Top of DATA TO PROCESS

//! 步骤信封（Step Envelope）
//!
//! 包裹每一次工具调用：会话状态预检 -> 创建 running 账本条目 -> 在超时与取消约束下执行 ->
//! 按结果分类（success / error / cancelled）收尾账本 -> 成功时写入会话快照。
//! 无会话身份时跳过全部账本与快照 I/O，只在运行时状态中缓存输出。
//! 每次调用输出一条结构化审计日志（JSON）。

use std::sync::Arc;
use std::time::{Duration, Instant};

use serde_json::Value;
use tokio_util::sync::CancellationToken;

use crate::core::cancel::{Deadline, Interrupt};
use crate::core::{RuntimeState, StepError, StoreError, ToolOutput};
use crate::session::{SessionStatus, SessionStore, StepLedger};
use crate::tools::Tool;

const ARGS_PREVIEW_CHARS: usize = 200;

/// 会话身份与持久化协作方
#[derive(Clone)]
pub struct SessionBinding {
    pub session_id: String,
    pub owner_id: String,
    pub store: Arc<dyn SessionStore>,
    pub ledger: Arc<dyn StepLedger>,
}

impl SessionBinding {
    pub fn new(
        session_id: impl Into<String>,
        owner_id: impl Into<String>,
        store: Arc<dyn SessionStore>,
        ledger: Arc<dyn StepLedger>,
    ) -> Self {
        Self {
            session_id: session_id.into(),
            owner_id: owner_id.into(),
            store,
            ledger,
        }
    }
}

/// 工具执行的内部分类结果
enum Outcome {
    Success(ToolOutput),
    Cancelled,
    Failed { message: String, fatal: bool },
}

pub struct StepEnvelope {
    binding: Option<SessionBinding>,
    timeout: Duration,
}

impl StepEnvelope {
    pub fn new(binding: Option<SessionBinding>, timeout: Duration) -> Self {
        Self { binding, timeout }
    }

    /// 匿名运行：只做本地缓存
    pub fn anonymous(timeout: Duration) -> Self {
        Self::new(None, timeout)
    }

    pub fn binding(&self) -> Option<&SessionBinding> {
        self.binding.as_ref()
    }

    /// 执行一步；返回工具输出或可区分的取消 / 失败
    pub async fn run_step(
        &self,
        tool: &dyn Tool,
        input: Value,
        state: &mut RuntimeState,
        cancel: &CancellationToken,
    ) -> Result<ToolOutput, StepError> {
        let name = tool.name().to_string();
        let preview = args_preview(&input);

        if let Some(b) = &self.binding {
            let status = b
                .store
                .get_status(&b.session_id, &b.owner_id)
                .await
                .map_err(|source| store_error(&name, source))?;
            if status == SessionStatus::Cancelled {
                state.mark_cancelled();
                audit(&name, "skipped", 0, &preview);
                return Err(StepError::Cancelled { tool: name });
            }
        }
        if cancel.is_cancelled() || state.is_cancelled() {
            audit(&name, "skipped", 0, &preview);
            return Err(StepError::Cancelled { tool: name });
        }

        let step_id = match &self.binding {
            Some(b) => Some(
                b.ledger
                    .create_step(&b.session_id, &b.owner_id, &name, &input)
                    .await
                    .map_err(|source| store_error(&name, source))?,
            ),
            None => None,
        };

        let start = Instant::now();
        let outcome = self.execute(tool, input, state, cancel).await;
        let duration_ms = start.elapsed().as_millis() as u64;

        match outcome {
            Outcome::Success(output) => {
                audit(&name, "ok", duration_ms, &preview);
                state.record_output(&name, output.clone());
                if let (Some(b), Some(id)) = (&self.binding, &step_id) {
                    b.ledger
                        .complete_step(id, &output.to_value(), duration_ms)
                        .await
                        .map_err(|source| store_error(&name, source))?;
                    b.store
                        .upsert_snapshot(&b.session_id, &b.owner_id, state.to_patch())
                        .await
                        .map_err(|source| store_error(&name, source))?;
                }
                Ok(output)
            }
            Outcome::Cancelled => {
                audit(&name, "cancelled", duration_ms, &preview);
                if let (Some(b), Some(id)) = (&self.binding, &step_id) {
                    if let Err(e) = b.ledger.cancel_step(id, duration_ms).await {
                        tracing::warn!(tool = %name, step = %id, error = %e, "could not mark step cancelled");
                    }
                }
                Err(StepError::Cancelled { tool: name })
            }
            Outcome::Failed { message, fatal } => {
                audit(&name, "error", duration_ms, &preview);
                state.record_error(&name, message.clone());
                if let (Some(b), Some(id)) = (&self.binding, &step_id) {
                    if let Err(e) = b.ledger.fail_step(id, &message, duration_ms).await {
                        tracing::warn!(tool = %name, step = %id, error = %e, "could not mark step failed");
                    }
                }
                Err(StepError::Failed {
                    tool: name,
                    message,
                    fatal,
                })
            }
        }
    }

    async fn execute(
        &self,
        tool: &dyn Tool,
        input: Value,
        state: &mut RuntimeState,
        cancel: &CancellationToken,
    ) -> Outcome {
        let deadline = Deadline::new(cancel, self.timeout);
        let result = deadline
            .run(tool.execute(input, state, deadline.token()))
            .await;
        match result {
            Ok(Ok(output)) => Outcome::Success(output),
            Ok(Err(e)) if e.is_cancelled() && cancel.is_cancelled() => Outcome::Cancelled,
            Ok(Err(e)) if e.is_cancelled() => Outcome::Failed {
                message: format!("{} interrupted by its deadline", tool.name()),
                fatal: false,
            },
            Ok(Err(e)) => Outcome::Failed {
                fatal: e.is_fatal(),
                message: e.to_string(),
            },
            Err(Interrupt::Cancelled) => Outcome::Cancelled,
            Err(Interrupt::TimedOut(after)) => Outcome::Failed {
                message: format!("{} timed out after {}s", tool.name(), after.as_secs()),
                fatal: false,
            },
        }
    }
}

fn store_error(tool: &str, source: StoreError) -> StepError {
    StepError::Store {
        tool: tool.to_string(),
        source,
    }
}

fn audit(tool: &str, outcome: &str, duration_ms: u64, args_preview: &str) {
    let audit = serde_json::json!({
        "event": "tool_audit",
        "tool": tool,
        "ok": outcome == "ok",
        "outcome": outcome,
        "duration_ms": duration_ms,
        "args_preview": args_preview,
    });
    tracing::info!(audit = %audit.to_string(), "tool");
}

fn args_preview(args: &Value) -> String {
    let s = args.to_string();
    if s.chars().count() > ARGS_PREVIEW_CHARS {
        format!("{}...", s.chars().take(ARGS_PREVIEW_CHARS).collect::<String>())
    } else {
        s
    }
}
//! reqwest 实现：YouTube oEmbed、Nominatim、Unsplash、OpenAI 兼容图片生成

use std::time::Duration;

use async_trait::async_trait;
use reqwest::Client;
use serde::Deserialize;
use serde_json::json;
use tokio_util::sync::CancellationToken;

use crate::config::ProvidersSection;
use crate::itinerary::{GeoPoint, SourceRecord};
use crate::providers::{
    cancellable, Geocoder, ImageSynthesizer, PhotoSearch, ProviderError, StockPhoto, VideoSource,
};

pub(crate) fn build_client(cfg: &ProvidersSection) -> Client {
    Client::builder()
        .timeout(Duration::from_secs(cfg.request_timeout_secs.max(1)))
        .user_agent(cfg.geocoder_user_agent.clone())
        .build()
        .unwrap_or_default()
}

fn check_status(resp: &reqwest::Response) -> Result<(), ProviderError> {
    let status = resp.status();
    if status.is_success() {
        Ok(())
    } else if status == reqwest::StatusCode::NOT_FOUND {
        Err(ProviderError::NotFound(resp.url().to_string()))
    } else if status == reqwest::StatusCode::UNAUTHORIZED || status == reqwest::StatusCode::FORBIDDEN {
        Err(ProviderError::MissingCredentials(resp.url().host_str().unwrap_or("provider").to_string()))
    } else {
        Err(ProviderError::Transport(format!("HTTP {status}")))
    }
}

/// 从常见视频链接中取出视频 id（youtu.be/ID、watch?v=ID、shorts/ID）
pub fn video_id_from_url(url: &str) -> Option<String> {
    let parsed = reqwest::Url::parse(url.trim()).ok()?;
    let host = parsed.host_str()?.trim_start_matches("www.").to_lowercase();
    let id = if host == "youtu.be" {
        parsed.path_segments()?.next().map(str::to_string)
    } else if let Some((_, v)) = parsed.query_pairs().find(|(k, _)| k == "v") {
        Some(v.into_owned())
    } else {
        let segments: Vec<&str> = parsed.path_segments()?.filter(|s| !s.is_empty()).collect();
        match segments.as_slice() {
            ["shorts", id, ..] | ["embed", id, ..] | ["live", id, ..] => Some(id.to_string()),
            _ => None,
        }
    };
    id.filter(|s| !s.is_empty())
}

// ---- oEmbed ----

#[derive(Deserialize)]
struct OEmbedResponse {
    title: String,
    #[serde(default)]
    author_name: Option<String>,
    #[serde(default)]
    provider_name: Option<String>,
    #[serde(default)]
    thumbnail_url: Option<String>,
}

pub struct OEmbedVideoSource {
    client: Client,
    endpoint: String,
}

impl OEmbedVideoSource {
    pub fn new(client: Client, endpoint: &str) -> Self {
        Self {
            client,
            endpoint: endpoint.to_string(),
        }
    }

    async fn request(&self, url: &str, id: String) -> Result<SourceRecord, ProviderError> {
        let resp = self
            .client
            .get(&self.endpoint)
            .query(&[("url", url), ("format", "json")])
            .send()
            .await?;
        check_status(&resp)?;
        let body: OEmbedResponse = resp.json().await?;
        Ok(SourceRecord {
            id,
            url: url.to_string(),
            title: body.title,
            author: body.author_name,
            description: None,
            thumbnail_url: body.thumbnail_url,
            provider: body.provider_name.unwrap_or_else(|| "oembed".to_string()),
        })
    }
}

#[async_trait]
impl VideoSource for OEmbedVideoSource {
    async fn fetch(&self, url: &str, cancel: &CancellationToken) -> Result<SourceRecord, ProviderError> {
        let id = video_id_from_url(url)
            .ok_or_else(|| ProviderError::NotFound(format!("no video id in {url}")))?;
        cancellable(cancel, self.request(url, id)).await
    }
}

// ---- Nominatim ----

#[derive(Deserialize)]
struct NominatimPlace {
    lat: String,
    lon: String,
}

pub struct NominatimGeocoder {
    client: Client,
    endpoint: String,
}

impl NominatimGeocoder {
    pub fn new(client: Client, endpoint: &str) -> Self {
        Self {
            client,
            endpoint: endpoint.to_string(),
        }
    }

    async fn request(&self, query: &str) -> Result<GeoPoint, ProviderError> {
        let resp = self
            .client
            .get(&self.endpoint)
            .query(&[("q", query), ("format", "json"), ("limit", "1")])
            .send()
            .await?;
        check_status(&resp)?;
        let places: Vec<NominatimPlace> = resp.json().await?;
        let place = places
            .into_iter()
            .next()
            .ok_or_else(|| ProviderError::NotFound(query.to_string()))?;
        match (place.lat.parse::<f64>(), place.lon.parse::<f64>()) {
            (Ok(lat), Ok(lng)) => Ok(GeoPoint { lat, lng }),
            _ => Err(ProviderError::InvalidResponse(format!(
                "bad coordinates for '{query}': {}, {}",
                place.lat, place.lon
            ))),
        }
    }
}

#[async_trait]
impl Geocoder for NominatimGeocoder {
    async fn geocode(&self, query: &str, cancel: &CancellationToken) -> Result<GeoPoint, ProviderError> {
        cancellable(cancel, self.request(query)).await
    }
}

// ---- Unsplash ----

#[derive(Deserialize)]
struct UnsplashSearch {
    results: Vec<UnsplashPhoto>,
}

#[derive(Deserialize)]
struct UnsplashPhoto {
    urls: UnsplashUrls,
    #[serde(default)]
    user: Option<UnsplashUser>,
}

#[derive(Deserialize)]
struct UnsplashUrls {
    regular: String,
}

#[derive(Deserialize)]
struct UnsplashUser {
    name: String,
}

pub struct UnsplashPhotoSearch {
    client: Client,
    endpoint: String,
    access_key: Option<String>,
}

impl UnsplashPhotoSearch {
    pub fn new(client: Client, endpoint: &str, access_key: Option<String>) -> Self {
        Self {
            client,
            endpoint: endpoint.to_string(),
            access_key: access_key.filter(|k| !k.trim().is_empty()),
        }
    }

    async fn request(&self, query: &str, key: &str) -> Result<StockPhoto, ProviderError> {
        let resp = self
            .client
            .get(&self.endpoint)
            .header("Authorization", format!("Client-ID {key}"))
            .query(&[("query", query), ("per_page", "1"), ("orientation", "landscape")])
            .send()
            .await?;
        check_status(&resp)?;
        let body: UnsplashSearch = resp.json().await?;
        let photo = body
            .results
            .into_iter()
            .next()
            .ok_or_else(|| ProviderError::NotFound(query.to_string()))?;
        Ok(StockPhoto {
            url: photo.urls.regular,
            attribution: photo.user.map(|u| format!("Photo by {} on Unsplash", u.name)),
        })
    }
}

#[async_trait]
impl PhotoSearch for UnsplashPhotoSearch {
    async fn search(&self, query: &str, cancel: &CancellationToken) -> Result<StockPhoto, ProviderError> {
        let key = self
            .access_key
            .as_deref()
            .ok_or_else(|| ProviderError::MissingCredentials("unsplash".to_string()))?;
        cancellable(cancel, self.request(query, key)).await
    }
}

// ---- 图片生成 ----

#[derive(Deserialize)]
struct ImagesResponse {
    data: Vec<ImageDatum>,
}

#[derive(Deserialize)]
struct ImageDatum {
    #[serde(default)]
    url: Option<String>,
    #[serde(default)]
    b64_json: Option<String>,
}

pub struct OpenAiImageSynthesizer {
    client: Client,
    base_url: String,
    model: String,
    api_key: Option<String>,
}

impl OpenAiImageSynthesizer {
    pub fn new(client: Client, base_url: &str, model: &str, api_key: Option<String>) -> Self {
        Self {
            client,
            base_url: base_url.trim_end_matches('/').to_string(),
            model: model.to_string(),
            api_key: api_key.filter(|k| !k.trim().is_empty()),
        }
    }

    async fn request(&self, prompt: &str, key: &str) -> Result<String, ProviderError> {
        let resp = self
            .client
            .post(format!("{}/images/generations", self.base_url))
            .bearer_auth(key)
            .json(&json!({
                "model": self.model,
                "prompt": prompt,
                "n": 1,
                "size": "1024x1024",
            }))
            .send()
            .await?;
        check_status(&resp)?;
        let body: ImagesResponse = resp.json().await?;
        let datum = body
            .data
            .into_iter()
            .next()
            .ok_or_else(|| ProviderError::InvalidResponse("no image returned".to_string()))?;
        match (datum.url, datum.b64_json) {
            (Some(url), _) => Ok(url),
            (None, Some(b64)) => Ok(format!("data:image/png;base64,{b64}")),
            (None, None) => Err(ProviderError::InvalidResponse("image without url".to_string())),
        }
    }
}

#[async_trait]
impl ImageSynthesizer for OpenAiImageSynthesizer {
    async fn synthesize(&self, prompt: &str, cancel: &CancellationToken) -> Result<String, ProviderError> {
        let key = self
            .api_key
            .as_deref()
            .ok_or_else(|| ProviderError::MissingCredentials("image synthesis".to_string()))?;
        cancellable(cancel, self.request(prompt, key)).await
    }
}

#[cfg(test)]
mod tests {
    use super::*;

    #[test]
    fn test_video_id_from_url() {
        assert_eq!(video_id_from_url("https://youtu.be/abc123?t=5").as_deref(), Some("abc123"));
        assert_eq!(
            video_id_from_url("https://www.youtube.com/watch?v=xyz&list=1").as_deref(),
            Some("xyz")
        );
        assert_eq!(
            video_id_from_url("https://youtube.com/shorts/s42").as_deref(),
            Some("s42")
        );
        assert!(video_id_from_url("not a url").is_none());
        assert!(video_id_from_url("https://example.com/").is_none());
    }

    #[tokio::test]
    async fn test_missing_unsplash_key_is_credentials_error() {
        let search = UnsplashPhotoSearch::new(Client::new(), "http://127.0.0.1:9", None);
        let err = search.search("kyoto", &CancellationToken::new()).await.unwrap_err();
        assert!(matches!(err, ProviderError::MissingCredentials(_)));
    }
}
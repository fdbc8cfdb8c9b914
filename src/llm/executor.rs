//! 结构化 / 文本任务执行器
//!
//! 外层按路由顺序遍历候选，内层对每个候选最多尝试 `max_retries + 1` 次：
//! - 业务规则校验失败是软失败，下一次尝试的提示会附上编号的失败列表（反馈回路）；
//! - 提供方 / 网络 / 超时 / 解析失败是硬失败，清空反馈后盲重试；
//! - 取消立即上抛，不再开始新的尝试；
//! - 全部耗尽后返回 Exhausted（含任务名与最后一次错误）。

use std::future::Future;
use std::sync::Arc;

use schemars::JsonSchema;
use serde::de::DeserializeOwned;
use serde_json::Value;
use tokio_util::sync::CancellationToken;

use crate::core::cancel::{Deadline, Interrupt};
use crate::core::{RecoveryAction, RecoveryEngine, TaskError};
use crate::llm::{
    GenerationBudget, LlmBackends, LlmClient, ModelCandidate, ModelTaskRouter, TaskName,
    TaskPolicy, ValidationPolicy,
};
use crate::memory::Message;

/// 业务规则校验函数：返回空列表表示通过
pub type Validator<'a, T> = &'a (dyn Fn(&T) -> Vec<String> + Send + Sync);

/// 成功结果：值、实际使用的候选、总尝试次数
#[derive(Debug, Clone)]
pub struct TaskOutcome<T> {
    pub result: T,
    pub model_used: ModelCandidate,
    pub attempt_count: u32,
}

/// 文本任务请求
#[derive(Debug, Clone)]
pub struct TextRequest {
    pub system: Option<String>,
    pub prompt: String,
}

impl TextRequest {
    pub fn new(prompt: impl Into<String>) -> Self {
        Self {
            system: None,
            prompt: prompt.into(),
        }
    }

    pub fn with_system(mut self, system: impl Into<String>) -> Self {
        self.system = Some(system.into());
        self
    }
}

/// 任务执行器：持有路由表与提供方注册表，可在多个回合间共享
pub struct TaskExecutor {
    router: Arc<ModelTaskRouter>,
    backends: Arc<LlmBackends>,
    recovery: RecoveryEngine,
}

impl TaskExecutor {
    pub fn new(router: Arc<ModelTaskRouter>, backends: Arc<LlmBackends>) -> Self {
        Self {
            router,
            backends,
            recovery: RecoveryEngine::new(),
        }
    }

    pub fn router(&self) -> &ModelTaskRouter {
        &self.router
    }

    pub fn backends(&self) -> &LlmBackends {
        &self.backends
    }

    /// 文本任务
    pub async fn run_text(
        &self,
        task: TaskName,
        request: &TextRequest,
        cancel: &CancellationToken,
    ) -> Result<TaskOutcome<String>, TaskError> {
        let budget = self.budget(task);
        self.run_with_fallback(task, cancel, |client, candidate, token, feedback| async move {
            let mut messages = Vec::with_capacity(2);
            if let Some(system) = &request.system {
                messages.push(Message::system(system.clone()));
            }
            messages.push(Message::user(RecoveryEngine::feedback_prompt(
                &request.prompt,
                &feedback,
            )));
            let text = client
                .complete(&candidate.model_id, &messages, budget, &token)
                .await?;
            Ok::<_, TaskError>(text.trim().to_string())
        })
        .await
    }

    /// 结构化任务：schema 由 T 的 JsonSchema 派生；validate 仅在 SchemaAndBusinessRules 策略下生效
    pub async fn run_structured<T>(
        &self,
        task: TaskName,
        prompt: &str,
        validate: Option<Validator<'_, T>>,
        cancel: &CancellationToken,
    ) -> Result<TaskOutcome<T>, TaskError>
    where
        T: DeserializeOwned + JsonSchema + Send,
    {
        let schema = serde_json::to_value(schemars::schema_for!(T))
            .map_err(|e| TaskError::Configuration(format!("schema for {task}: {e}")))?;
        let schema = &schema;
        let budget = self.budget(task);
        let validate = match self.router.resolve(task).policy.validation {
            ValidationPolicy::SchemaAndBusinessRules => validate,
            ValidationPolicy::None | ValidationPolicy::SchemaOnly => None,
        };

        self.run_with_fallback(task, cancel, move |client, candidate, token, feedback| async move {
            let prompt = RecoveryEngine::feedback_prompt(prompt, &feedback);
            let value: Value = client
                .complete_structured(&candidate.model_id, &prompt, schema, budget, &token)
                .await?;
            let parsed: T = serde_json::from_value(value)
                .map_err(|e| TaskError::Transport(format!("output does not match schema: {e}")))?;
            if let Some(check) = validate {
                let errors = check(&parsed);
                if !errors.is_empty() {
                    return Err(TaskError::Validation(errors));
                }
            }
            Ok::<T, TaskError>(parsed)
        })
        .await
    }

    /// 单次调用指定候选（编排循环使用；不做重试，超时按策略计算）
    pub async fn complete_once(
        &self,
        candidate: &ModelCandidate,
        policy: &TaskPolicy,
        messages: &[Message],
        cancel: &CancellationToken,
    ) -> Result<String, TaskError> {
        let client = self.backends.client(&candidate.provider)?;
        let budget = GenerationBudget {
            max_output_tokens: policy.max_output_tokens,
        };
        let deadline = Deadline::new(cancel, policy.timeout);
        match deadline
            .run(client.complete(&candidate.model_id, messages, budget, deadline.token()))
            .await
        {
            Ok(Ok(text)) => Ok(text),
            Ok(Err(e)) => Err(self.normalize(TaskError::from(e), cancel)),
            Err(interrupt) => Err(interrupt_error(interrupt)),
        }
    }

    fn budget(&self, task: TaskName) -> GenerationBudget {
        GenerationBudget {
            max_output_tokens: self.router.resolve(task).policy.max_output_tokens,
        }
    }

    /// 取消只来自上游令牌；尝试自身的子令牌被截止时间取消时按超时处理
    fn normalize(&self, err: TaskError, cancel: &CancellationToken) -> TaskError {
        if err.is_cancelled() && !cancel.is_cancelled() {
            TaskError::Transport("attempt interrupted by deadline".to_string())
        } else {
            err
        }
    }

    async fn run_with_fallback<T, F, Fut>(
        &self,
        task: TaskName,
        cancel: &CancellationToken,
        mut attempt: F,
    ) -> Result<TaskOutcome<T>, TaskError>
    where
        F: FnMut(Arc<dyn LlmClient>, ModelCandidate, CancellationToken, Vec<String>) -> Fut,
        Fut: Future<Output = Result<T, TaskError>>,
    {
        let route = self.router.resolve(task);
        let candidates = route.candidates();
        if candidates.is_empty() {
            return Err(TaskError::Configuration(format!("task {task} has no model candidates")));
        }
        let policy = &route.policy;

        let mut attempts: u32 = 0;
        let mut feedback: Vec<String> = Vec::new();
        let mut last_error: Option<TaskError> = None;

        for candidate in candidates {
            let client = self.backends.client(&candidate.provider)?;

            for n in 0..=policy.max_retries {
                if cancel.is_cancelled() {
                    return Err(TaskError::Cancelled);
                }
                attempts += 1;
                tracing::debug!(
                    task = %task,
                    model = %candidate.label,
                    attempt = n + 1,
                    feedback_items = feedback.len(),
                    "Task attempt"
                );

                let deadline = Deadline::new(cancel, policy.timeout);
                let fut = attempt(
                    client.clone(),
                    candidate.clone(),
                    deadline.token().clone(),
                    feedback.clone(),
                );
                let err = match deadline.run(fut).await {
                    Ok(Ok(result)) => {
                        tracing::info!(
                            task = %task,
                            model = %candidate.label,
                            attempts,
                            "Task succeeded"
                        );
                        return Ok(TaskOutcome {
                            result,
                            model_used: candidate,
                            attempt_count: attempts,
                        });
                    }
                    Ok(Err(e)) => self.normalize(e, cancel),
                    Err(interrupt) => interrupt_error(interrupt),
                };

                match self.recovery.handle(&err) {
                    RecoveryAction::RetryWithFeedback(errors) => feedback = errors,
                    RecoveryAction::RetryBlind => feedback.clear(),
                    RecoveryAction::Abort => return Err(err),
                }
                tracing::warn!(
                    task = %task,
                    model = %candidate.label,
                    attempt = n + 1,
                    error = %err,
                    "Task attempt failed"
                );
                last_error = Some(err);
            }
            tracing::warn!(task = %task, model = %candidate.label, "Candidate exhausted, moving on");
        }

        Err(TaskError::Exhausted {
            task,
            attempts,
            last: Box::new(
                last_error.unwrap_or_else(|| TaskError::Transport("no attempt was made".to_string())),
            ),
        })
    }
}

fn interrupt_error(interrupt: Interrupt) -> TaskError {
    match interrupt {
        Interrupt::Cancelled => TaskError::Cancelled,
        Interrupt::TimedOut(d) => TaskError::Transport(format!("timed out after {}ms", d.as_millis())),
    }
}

Bottom of DATA TO PROCESS

◆ **WHAT YOU HAVE TO DO**
Output, please, only the lines running from the start of the entries through the line that contains "use crate::tools::Tool;", including both of those lines.

◆ **SOLUTION TO THE EXERCISE**
//! 步骤信封（Step Envelope）
//!
//! 包裹每一次工具调用：会话状态预检 -> 创建 running 账本条目 -> 在超时与取消约束下执行 ->
//! 按结果分类（success / error / cancelled）收尾账本 -> 成功时写入会话快照。
//! 无会话身份时跳过全部账本与快照 I/O，只在运行时状态中缓存输出。
//! 每次调用输出一条结构化审计日志（JSON）。

use std::sync::Arc;
use std::time::{Duration, Instant};

use serde_json::Value;
use tokio_util::sync::CancellationToken;

use crate::core::cancel::{Deadline, Interrupt};
use crate::core::{RuntimeState, StepError, StoreError, ToolOutput};
use crate::session::{SessionStatus, SessionStore, StepLedger};
use crate::tools::Tool;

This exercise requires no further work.